<<<<

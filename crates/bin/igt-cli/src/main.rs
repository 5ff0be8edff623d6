//! Command-line front end for interlinear glossed text corpora.
//!
//! Loads database settings from flags and the environment, connects to an
//! in-memory or remote `SurrealDB`, and runs one import, export, statistics,
//! analysis or round-trip command against it.

mod commands;
mod config;
mod connection;

use clap::Parser;
use igt_core::control::IgtControlPlane;
use tracing_subscriber::EnvFilter;

use crate::commands::{Command, run};
use crate::config::{DbArgs, IgtConfig};
use crate::connection::{connect_memory, connect_remote};

#[derive(Parser, Debug)]
#[command(name = "igt", version, about = "Import, export and inspect FLEx interlinear texts.")]
struct Cli {
    #[command(flatten)]
    db: DbArgs,

    #[command(subcommand)]
    command: Command,
}

#[tokio::main]
async fn main() -> Result<(), Box<dyn std::error::Error>> {
    tracing_subscriber::fmt()
        .with_env_filter(EnvFilter::try_from_default_env().unwrap_or_else(|_| EnvFilter::new("info")))
        .with_writer(std::io::stderr)
        .init();

    let cli = Cli::parse();
    let config = IgtConfig::try_from(cli.db)?;

    if let Some(uri) = config.remote_uri() {
        let db = connect_remote(&config, uri).await?;
        run(&IgtControlPlane::new(db), cli.command).await
    } else {
        let db = connect_memory(&config).await?;
        run(&IgtControlPlane::new(db), cli.command).await
    }
}
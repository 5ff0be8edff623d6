//! Data model and schema helpers for interlinear glossed texts.
//!
//! This crate defines the document tree shared by the parser, serializer and
//! statistics code, the graph rows written to and read from storage backends,
//! and the deterministic identifier scheme both sides rely on.

pub mod models;
pub mod schema;
pub mod tree;

pub use models::*;
pub use tree::*;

>>>>

▶ _Aim of the task_
Reproduce exactly the lines that run from the start of the records to the line with "let db = connect_remote(&config, uri).await?;", both included.

▶ _Output for this task_
filename crates/bin/igt-cli/src/main.rs
repository 5ff0be8edff623d6
//! Command-line front end for interlinear glossed text corpora.
//!
//! Loads database settings from flags and the environment, connects to an
//! in-memory or remote `SurrealDB`, and runs one import, export, statistics,
//! analysis or round-trip command against it.

mod commands;
mod config;
mod connection;

use clap::Parser;
use igt_core::control::IgtControlPlane;
use tracing_subscriber::EnvFilter;

use crate::commands::{Command, run};
use crate::config::{DbArgs, IgtConfig};
use crate::connection::{connect_memory, connect_remote};

#[derive(Parser, Debug)]
#[command(name = "igt", version, about = "Import, export and inspect FLEx interlinear texts.")]
struct Cli {
    #[command(flatten)]
    db: DbArgs,

    #[command(subcommand)]
    command: Command,
}

#[tokio::main]
async fn main() -> Result<(), Box<dyn std::error::Error>> {
    tracing_subscriber::fmt()
        .with_env_filter(EnvFilter::try_from_default_env().unwrap_or_else(|_| EnvFilter::new("info")))
        .with_writer(std::io::stderr)
        .init();

    let cli = Cli::parse();
    let config = IgtConfig::try_from(cli.db)?;

    if let Some(uri) = config.remote_uri() {
        let db = connect_remote(&config, uri).await?;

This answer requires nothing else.